Angelica Wang, a Weinberg senior and co-president of the Typhoon Dance Troupe, grew up in Beijing and began learning ethnic dances at an early age. When she transferred to Northwestern, she hoped to connect with a community interested in traditional Chinese dances. Her search led her to Typhoon Dance Troupe.

Typhoon aims to showcase the diverse cultures of Chinese ethnic groups through dance. The dance group has two divisions perfecting different styles. A traditional dance division preserves traditional Chinese choreography and aesthetics, while a popular dance division blends modern dance genres with traditional elements.

Artistic director Shushan Wu, a fifth-year graduate student at McCormick, said Typhoon is beginner-friendly, with auditions resembling open classes.

“We would like to encourage and inspire more (of) the younger generation of people who (are) more interested in popular culture to focus more on traditional Chinese elements to help spread the culture,” she said.
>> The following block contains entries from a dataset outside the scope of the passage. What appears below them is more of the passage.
//! Common call operations used by all API levels

use std::sync::Arc;
use crate::api::types::SessionId;
use crate::api::control::SessionControl;
use crate::api::media::MediaControl;
use crate::coordinator::SessionCoordinator;
use crate::errors::Result;

/// Put a call on hold
pub async fn hold(coordinator: &Arc<SessionCoordinator>, session_id: &SessionId) -> Result<()> {
    SessionControl::hold_session(coordinator, session_id).await
}

/// Resume a call from hold
pub async fn unhold(coordinator: &Arc<SessionCoordinator>, session_id: &SessionId) -> Result<()> {
    SessionControl::resume_session(coordinator, session_id).await
}

/// Mute audio transmission (stop sending audio)
pub async fn mute(coordinator: &Arc<SessionCoordinator>, session_id: &SessionId) -> Result<()> {
    MediaControl::stop_audio_transmission(coordinator, session_id).await
}

/// Unmute audio transmission (resume sending audio)
pub async fn unmute(coordinator: &Arc<SessionCoordinator>, session_id: &SessionId) -> Result<()> {
    MediaControl::start_audio_transmission(coordinator, session_id).await
}

/// Send DTMF digits
pub async fn send_dtmf(
    coordinator: &Arc<SessionCoordinator>,
    session_id: &SessionId,
    digits: &str,
) -> Result<()> {
    SessionControl::send_dtmf(coordinator, session_id, digits).await
}

/// Blind transfer a call
pub async fn transfer(
    coordinator: &Arc<SessionCoordinator>,
    session_id: &SessionId,
    target: &str,
) -> Result<()> {
    // Ensure the target is a proper SIP URI
    let formatted_target = if target.starts_with("sip:") || target.starts_with("tel:") {
        target.to_string()
    } else if target.contains('@') {
        format!("sip:{}", target)
    } else if target.starts_with('+') {
        // Phone number with + needs to be escaped or use tel: URI
        format!("tel:{}", target)
    } else {
        // Assume it's a phone number or username - need a host
        // For bare numbers/usernames, we need to add a default domain
        format!("sip:{}@localhost", target)
    };
    
    SessionControl::transfer_session(coordinator, session_id, &formatted_target).await
}

/// Bridge two calls together (3-way conference)
pub async fn bridge(
    coordinator: &Arc<SessionCoordinator>,
    session1: &SessionId,
    session2: &SessionId,
) -> Result<()> {
    // Use the existing bridge functionality
    let _bridge_id = super::create_bridge(coordinator, session1, session2).await?;
    tracing::info!("Successfully bridged sessions {} and {}", session1, session2);
    Ok(())
}

/// Terminate a call
pub async fn hangup(coordinator: &Arc<SessionCoordinator>, session_id: &SessionId) -> Result<()> {
    SessionControl::terminate_session(coordinator, session_id).await
}

/// Get packet loss rate for a call
pub async fn get_packet_loss_rate(
    coordinator: &Arc<SessionCoordinator>,
    session_id: &SessionId,
) -> Result<f32> {
    MediaControl::get_packet_loss_rate(coordinator, session_id)
        .await
        .map(|opt| opt.unwrap_or(0.0))
}

/// Get call quality score (MOS)
pub async fn get_quality_score(
    coordinator: &Arc<SessionCoordinator>,
    session_id: &SessionId,
) -> Result<f32> {
    MediaControl::get_call_quality_score(coordinator, session_id)
        .await
        .map(|opt| opt.unwrap_or(0.0))
}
The dancers rehearse weekly, sometimes learning pieces in advance and other times learning together. Before the shows, the group organizes dress rehearsals and learns to do their hair and make-up properly. The group also records videos of every dance they perform, which Wu says helps to include all participants, whether they are performing at an event or appearing in a video.
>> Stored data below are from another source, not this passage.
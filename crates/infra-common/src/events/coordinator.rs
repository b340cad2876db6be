//! Global Event Coordinator for Monolithic and Distributed Deployments
//!
//! Provides a unified event system that replaces individual crate event processors
//! with a single shared event bus, reducing thread count by 50-75%.

use std::sync::Arc;
use std::collections::HashMap;
use async_trait::async_trait;
use dashmap::DashMap;
use tokio::sync::{mpsc, RwLock};
use anyhow::Result;
use serde::{Serialize, Deserialize};
use tracing::{debug, info, warn, error};

use crate::events::system::EventSystem;
use crate::events::types::{Event, EventHandler, EventPriority};
use crate::planes::{PlaneRouter, PlaneType, PlaneConfig, LayerTaskManager};

use crate::events::cross_crate::{CrossCrateEvent, EventTypeId};

/// Global event coordinator supporting both monolithic and distributed modes
pub struct GlobalEventCoordinator {
    /// Deployment mode
    deployment_mode: DeploymentMode,
    
    /// Core event bus (StaticFastPath for monolithic, network-aware for distributed)
    event_bus: Arc<dyn EventBusAdapter>,
    
    /// Plane-aware event routing
    plane_router: Arc<PlaneRouter>,
    
    /// Unified task manager for all event processing
    task_manager: Arc<LayerTaskManager>,
    
    /// Event type registry for cross-crate event management
    event_registry: Arc<EventTypeRegistry>,
    
    /// Registered event handlers by type
    handlers: Arc<DashMap<EventTypeId, Vec<Arc<dyn CrossCrateEventHandler>>>>,
    
    /// Active event subscriptions
    subscriptions: Arc<RwLock<HashMap<EventTypeId, Vec<EventSubscription>>>>,
}

#[derive(Debug, Clone)]
pub enum DeploymentMode {
    Monolithic,
    Distributed,
}

/// Trait for event bus adapters (monolithic vs distributed)
#[async_trait]
pub trait EventBusAdapter: Send + Sync {
    async fn publish(&self, event: Arc<dyn CrossCrateEvent>) -> Result<()>;
    async fn subscribe(&self, event_type: EventTypeId) -> Result<mpsc::Receiver<Arc<dyn CrossCrateEvent>>>;
    async fn shutdown(&self) -> Result<()>;
}

/// Monolithic event bus adapter using StaticFastPath
pub struct MonolithicEventBus {
    event_bus: Arc<EventSystem>,
    task_manager: Arc<LayerTaskManager>,
    /// Subscribers by event type
    subscribers: Arc<DashMap<EventTypeId, Vec<mpsc::Sender<Arc<dyn CrossCrateEvent>>>>>,
}

#[async_trait]
impl EventBusAdapter for MonolithicEventBus {
    async fn publish(&self, event: Arc<dyn CrossCrateEvent>) -> Result<()> {
        let event_type = event.event_type();
        debug!("Publishing cross-crate event: {}", event_type);
        
        // Forward to all subscribers of this event type
        if let Some(subscribers) = self.subscribers.get(event_type) {
            let mut to_remove = Vec::new();
            
            for (idx, sender) in subscribers.iter().enumerate() {
                if sender.try_send(event.clone()).is_err() {
                    // Channel is full or disconnected
                    to_remove.push(idx);
                }
            }
            
            // Clean up dead subscribers
            if !to_remove.is_empty() {
                drop(subscribers);
                if let Some(mut subscribers) = self.subscribers.get_mut(event_type) {
                    for idx in to_remove.into_iter().rev() {
                        subscribers.remove(idx);
                    }
                }
            }
        }
        
        Ok(())
    }
    
    async fn subscribe(&self, event_type: EventTypeId) -> Result<mpsc::Receiver<Arc<dyn CrossCrateEvent>>> {
        // Create channel for forwarding events
        let (tx, rx) = mpsc::channel(1000);
        
        // Add to subscribers
        self.subscribers
            .entry(event_type)
            .or_insert_with(Vec::new)
            .push(tx);
        
        debug!("Subscribed to cross-crate event type: {}", event_type);
        
        Ok(rx)
    }
    
    async fn shutdown(&self) -> Result<()> {
        use crate::events::api::EventSystem as EventSystemTrait;
        self.event_bus.shutdown().await.map_err(|e| anyhow::anyhow!("Event system shutdown failed: {}", e))?;
        self.task_manager.shutdown_all().await?;
        Ok(())
    }
}

/// Event handler that forwards to a channel  
struct ChannelForwarder {
    tx: mpsc::Sender<Arc<dyn CrossCrateEvent>>,
}

impl ChannelForwarder {
    fn new(tx: mpsc::Sender<Arc<dyn CrossCrateEvent>>) -> Self {
        Self { tx }
    }
}

#[async_trait]
impl CrossCrateEventHandler for ChannelForwarder {
    async fn handle(&self, event: Arc<dyn CrossCrateEvent>) -> Result<()> {
        if let Err(_) = self.tx.try_send(event) {
            warn!("Event channel full, dropping event");
        }
        Ok(())
    }
}

impl GlobalEventCoordinator {
    /// Create coordinator for monolithic deployment (single process)
    pub async fn monolithic() -> Result<Self> {
        let event_bus = Arc::new(EventSystem::new_static_fast_path(10000));
        let task_manager = Arc::new(LayerTaskManager::new("global"));
        
        let monolithic_adapter = Arc::new(MonolithicEventBus {
            event_bus,
            task_manager: task_manager.clone(),
            subscribers: Arc::new(DashMap::new()),
        });
        
        Ok(Self {
            deployment_mode: DeploymentMode::Monolithic,
            event_bus: monolithic_adapter,
            plane_router: Arc::new(PlaneRouter::new(PlaneConfig::Local)),
            task_manager,
            event_registry: Arc::new(EventTypeRegistry::new()),
            handlers: Arc::new(DashMap::new()),
            subscriptions: Arc::new(RwLock::new(HashMap::new())),
        })
    }
    
    /// Get the deployment mode
    pub fn deployment_mode(&self) -> &DeploymentMode {
        &self.deployment_mode
    }
    
    /// Register an event handler for a specific event type
    pub async fn register_handler<H>(&self, event_type: EventTypeId, handler: H) -> Result<()>
    where
        H: CrossCrateEventHandler + 'static,
    {
        let handler = Arc::new(handler);
        
        // Add to handlers registry
        self.handlers.entry(event_type)
            .or_insert_with(Vec::new)
            .push(handler.clone());
        
        debug!("Registered handler for event type: {}", event_type);
        Ok(())
    }
    
    /// Publish an event through the global coordinator
    pub async fn publish(&self, event: Arc<dyn CrossCrateEvent>) -> Result<()> {
        let event_type = event.event_type();
        
        debug!("Publishing event type: {}", event_type);
        
        // Call registered handlers for this event type
        if let Some(handlers) = self.handlers.get(event_type) {
            debug!("Found {} handlers for event type: {}", handlers.len(), event_type);
            for handler in handlers.iter() {
                if let Err(e) = handler.handle(event.clone()).await {
                    warn!("Handler failed for event type {}: {}", event_type, e);
                }
            }
        } else {
            debug!("No handlers registered for event type: {}", event_type);
        }
        
        // TODO: Add plane-aware routing for cross-crate events
        debug!("Routing cross-crate event through planes");
        
        // Publish through event bus (for subscribers)
        self.event_bus.publish(event).await?;
        
        Ok(())
    }
    
    /// Subscribe to events of a specific type
    pub async fn subscribe(&self, event_type: EventTypeId) -> Result<mpsc::Receiver<Arc<dyn CrossCrateEvent>>> {
        debug!("Subscribing to event type: {}", event_type);
        
        // Subscribe through event bus
        let receiver = self.event_bus.subscribe(event_type).await?;
        
        // Track subscription
        let subscription = EventSubscription {
            event_type,
            subscribed_at: std::time::Instant::now(),
        };
        
        self.subscriptions.write().await
            .entry(event_type)
            .or_insert_with(Vec::new)
            .push(subscription);
        
        Ok(receiver)
    }
    
    /// Subscribe with plane filtering
    pub async fn subscribe_with_plane_filter(
        &self,
        event_type: EventTypeId,
        plane_type: PlaneType,
    ) -> Result<mpsc::Receiver<Arc<dyn CrossCrateEvent>>> {
        // For monolithic mode, plane filtering is informational
        // In distributed mode, this would filter by plane
        debug!("Subscribing to event type: {} for plane: {:?}", event_type, plane_type);
        
        self.subscribe(event_type).await
    }
    
    /// Route an event through the plane router
    pub async fn route_event(
        &self,
        source_plane: PlaneType,
        event: Arc<dyn CrossCrateEvent>,
    ) -> Result<()> {
        debug!("Routing event from plane: {:?}", source_plane);
        
        // TODO: Add plane-aware event routing
        debug!("Routing event from plane: {:?} to target plane", source_plane);
        
        Ok(())
    }
    
    /// Get statistics about the event coordinator
    pub async fn stats(&self) -> EventCoordinatorStats {
        let handler_count: usize = self.handlers.iter().map(|entry| entry.value().len()).sum();
        let subscription_count: usize = self.subscriptions.read().await.values().map(|v| v.len()).sum();
        let task_stats = self.task_manager.stats().await;
        
        EventCoordinatorStats {
            deployment_mode: self.deployment_mode.clone(),
            registered_handlers: handler_count,
            active_subscriptions: subscription_count,
            active_tasks: task_stats.active_tasks,
            total_events_processed: 0, // TODO: Add metrics
        }
    }
    
    /// Graceful shutdown
    pub async fn shutdown(&self) -> Result<()> {
        info!("Starting global event coordinator shutdown");
        
        // Shutdown event bus
        self.event_bus.shutdown().await?;
        
        // Shutdown task manager
        self.task_manager.shutdown_all().await?;
        
        // Clear handlers and subscriptions
        self.handlers.clear();
        self.subscriptions.write().await.clear();
        
        info!("Global event coordinator shutdown complete");
        Ok(())
    }
}

/// Event type registry for managing cross-crate event types
pub struct EventTypeRegistry {
    types: DashMap<EventTypeId, EventTypeInfo>,
}

impl EventTypeRegistry {
    pub fn new() -> Self {
        let mut registry = Self {
            types: DashMap::new(),
        };
        
        // Register built-in cross-crate event types
        registry.register_builtin_types();
        
        registry
    }
    
    /// Register a new event type
    pub fn register_event_type(&self, event_type: EventTypeId, info: EventTypeInfo) {
        self.types.insert(event_type, info);
        debug!("Registered event type: {}", event_type);
    }
    
    /// Get event type information
    pub fn get_type_info(&self, event_type: EventTypeId) -> Option<EventTypeInfo> {
        self.types.get(event_type).map(|entry| entry.value().clone())
    }
    
    /// Register built-in cross-crate event types
    fn register_builtin_types(&mut self) {
        // Register core cross-crate event types
        self.register_event_type("session_to_dialog", EventTypeInfo {
            event_type: "session_to_dialog",
            source_plane: PlaneType::Signaling,
            target_plane: PlaneType::Signaling,
            priority: EventPriority::High,
            description: "Events from session-core to dialog-core".to_string(),
        });
        
        self.register_event_type("dialog_to_session", EventTypeInfo {
            event_type: "dialog_to_session", 
            source_plane: PlaneType::Signaling,
            target_plane: PlaneType::Signaling,
            priority: EventPriority::High,
            description: "Events from dialog-core to session-core".to_string(),
        });
        
        self.register_event_type("session_to_media", EventTypeInfo {
            event_type: "session_to_media",
            source_plane: PlaneType::Signaling,
            target_plane: PlaneType::Media,
            priority: EventPriority::High,
            description: "Events from session-core to media-core".to_string(),
        });
        
        self.register_event_type("media_to_session", EventTypeInfo {
            event_type: "media_to_session",
            source_plane: PlaneType::Media, 
            target_plane: PlaneType::Signaling,
            priority: EventPriority::Normal,
            description: "Events from media-core to session-core".to_string(),
        });
        
        // Add more cross-crate event types as needed
    }
}

/// Information about an event type
#[derive(Debug, Clone)]
pub struct EventTypeInfo {
    pub event_type: EventTypeId,
    pub source_plane: PlaneType,
    pub target_plane: PlaneType,
    pub priority: EventPriority,
    pub description: String,
}

/// Event subscription tracking
#[derive(Debug, Clone)]
struct EventSubscription {
    event_type: EventTypeId,
    subscribed_at: std::time::Instant,
}

/// Statistics about the event coordinator
#[derive(Debug, Clone)]
pub struct EventCoordinatorStats {
    pub deployment_mode: DeploymentMode,
    pub registered_handlers: usize,
    pub active_subscriptions: usize,
    pub active_tasks: usize,
    pub total_events_processed: u64,
}

/// Trait for cross-crate event handlers
#[async_trait]
pub trait CrossCrateEventHandler: Send + Sync {
    async fn handle(&self, event: Arc<dyn CrossCrateEvent>) -> Result<()>;
}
Wu said the Chinese pop style, or “C-pop,” influences Typhoon’s dances, as the choreography is adapted from a popular performer to accommodate the number of dancers performing. Last year, Typhoon performed “Flying Apsaras” by dancer and former EXO boyband member Lay Zhang.

“(C-pop artists) mix traditional Chinese instruments into the song, and it’s actually a great starting point for us to choreograph the dance,” Wu said.
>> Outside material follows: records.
//! Conference Events
//!
//! Defines events that occur during conference operations.
//! These events can be used for monitoring, logging, and integration.

use std::time::Instant;
use crate::api::types::SessionId;
use super::types::*;

/// Events that can occur in a conference
#[derive(Debug, Clone)]
pub enum ConferenceEvent {
    /// A new conference was created
    ConferenceCreated {
        conference_id: ConferenceId,
        config: ConferenceConfig,
        created_at: Instant,
    },

    /// A conference was terminated
    ConferenceTerminated {
        conference_id: ConferenceId,
        reason: String,
        terminated_at: Instant,
        final_stats: ConferenceStats,
    },

    /// A participant joined the conference
    ParticipantJoined {
        conference_id: ConferenceId,
        session_id: SessionId,
        participant_info: ParticipantInfo,
        joined_at: Instant,
    },

    /// A participant left the conference
    ParticipantLeft {
        conference_id: ConferenceId,
        session_id: SessionId,
        reason: String,
        left_at: Instant,
    },

    /// A participant's status changed
    ParticipantStatusChanged {
        conference_id: ConferenceId,
        session_id: SessionId,
        old_status: ParticipantStatus,
        new_status: ParticipantStatus,
        changed_at: Instant,
    },

    /// Conference state changed
    ConferenceStateChanged {
        conference_id: ConferenceId,
        old_state: ConferenceState,
        new_state: ConferenceState,
        changed_at: Instant,
    },

    /// Media session established for a participant
    ParticipantMediaEstablished {
        conference_id: ConferenceId,
        session_id: SessionId,
        rtp_port: u16,
        established_at: Instant,
    },

    /// Media session terminated for a participant
    ParticipantMediaTerminated {
        conference_id: ConferenceId,
        session_id: SessionId,
        terminated_at: Instant,
    },

    /// Conference statistics updated
    StatsUpdated {
        conference_id: ConferenceId,
        stats: ConferenceStats,
        updated_at: Instant,
    },

    /// Conference error occurred
    ConferenceError {
        conference_id: ConferenceId,
        error: String,
        occurred_at: Instant,
    },

    /// Participant error occurred
    ParticipantError {
        conference_id: ConferenceId,
        session_id: SessionId,
        error: String,
        occurred_at: Instant,
    },
}

impl ConferenceEvent {
    /// Get the conference ID associated with this event
    pub fn conference_id(&self) -> &ConferenceId {
        match self {
            ConferenceEvent::ConferenceCreated { conference_id, .. } => conference_id,
            ConferenceEvent::ConferenceTerminated { conference_id, .. } => conference_id,
            ConferenceEvent::ParticipantJoined { conference_id, .. } => conference_id,
            ConferenceEvent::ParticipantLeft { conference_id, .. } => conference_id,
            ConferenceEvent::ParticipantStatusChanged { conference_id, .. } => conference_id,
            ConferenceEvent::ConferenceStateChanged { conference_id, .. } => conference_id,
            ConferenceEvent::ParticipantMediaEstablished { conference_id, .. } => conference_id,
            ConferenceEvent::ParticipantMediaTerminated { conference_id, .. } => conference_id,
            ConferenceEvent::StatsUpdated { conference_id, .. } => conference_id,
            ConferenceEvent::ConferenceError { conference_id, .. } => conference_id,
            ConferenceEvent::ParticipantError { conference_id, .. } => conference_id,
        }
    }

    /// Get the session ID associated with this event (if any)
    pub fn session_id(&self) -> Option<&SessionId> {
        match self {
            ConferenceEvent::ParticipantJoined { session_id, .. } => Some(session_id),
            ConferenceEvent::ParticipantLeft { session_id, .. } => Some(session_id),
            ConferenceEvent::ParticipantStatusChanged { session_id, .. } => Some(session_id),
            ConferenceEvent::ParticipantMediaEstablished { session_id, .. } => Some(session_id),
            ConferenceEvent::ParticipantMediaTerminated { session_id, .. } => Some(session_id),
            ConferenceEvent::ParticipantError { session_id, .. } => Some(session_id),
            _ => None,
        }
    }

    /// Get the timestamp of when this event occurred
    pub fn timestamp(&self) -> Instant {
        match self {
            ConferenceEvent::ConferenceCreated { created_at, .. } => *created_at,
            ConferenceEvent::ConferenceTerminated { terminated_at, .. } => *terminated_at,
            ConferenceEvent::ParticipantJoined { joined_at, .. } => *joined_at,
            ConferenceEvent::ParticipantLeft { left_at, .. } => *left_at,
            ConferenceEvent::ParticipantStatusChanged { changed_at, .. } => *changed_at,
            ConferenceEvent::ConferenceStateChanged { changed_at, .. } => *changed_at,
            ConferenceEvent::ParticipantMediaEstablished { established_at, .. } => *established_at,
            ConferenceEvent::ParticipantMediaTerminated { terminated_at, .. } => *terminated_at,
            ConferenceEvent::StatsUpdated { updated_at, .. } => *updated_at,
            ConferenceEvent::ConferenceError { occurred_at, .. } => *occurred_at,
            ConferenceEvent::ParticipantError { occurred_at, .. } => *occurred_at,
        }
    }

    /// Check if this is an error event
    pub fn is_error(&self) -> bool {
        matches!(self, ConferenceEvent::ConferenceError { .. } | ConferenceEvent::ParticipantError { .. })
    }

    /// Check if this event involves a participant
    pub fn involves_participant(&self) -> bool {
        self.session_id().is_some()
    }
}

/// Trait for handling conference events
#[async_trait::async_trait]
pub trait ConferenceEventHandler: Send + Sync + 'static {
    /// Handle a conference event
    async fn handle_event(&self, event: ConferenceEvent);
}

/// Simple event handler that logs events
#[derive(Debug, Default)]
pub struct LoggingEventHandler;

#[async_trait::async_trait]
impl ConferenceEventHandler for LoggingEventHandler {
    async fn handle_event(&self, event: ConferenceEvent) {
        match &event {
            ConferenceEvent::ConferenceCreated { conference_id, .. } => {
                tracing::info!("üé™ Conference created: {}", conference_id);
            }
            ConferenceEvent::ConferenceTerminated { conference_id, reason, .. } => {
                tracing::info!("üé™ Conference terminated: {} (reason: {})", conference_id, reason);
            }
            ConferenceEvent::ParticipantJoined { conference_id, session_id, .. } => {
                tracing::info!("üë§ Participant joined: {} in {}", session_id, conference_id);
            }
            ConferenceEvent::ParticipantLeft { conference_id, session_id, reason, .. } => {
                tracing::info!("üë§ Participant left: {} from {} (reason: {})", session_id, conference_id, reason);
            }
            ConferenceEvent::ParticipantStatusChanged { conference_id, session_id, old_status, new_status, .. } => {
                tracing::info!("üë§ Participant status changed: {} in {} ({:?} -> {:?})", 
                              session_id, conference_id, old_status, new_status);
            }
            ConferenceEvent::ConferenceStateChanged { conference_id, old_state, new_state, .. } => {
                tracing::info!("üé™ Conference state changed: {} ({:?} -> {:?})", 
                              conference_id, old_state, new_state);
            }
            ConferenceEvent::ParticipantMediaEstablished { conference_id, session_id, rtp_port, .. } => {
                tracing::info!("üéµ Media established: {} in {} (RTP port: {})", 
                              session_id, conference_id, rtp_port);
            }
            ConferenceEvent::ParticipantMediaTerminated { conference_id, session_id, .. } => {
                tracing::info!("üéµ Media terminated: {} in {}", session_id, conference_id);
            }
            ConferenceEvent::StatsUpdated { conference_id, stats, .. } => {
                tracing::debug!("üìä Stats updated: {} ({} participants)", 
                               conference_id, stats.total_participants);
            }
            ConferenceEvent::ConferenceError { conference_id, error, .. } => {
                tracing::error!("‚ùå Conference error: {} - {}", conference_id, error);
            }
            ConferenceEvent::ParticipantError { conference_id, session_id, error, .. } => {
                tracing::error!("‚ùå Participant error: {} in {} - {}", session_id, conference_id, error);
            }
        }
    }
}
McCormick senior Irina Cheng danced ballet for 14 years before enrolling at NU. Although she decided not to pursue her dancing career, she said that dancing was still an integral part of her life.

Cheng said she got used to structuring her life around dance, so having another form of dance to pursue at NU was important to her.

“I heard about Typhoon and thought it would be a great way to keep dancing, but also to connect with my heritage in a way that I had never had the chance to do before,” Cheng said.

Within Typhoon, Cheng specializes in traditional Chinese dance. She said the members learn techniques and dances from the Han ethnic group, as well as other ethnic groups, including the Dai people of Yunnan province.

Typhoon has performed at events such as Celebrasia, Rock the Lake, and the Chinese International Students Association New Year’s Show. The group’s annual Spring Quarter show features 12-16 pieces selected based on skill levels, dancer interest and genre variations.

Wang said looking at dance from a historical perspective allows dancers to connect with their cultures and share their heritage with the wider NU community.

“These different styles are steeped in the history, aesthetics (and) values ​​of many minority ethnic groups in China, so we really wanted to bring that to a more global scene through the dances,” Wang said.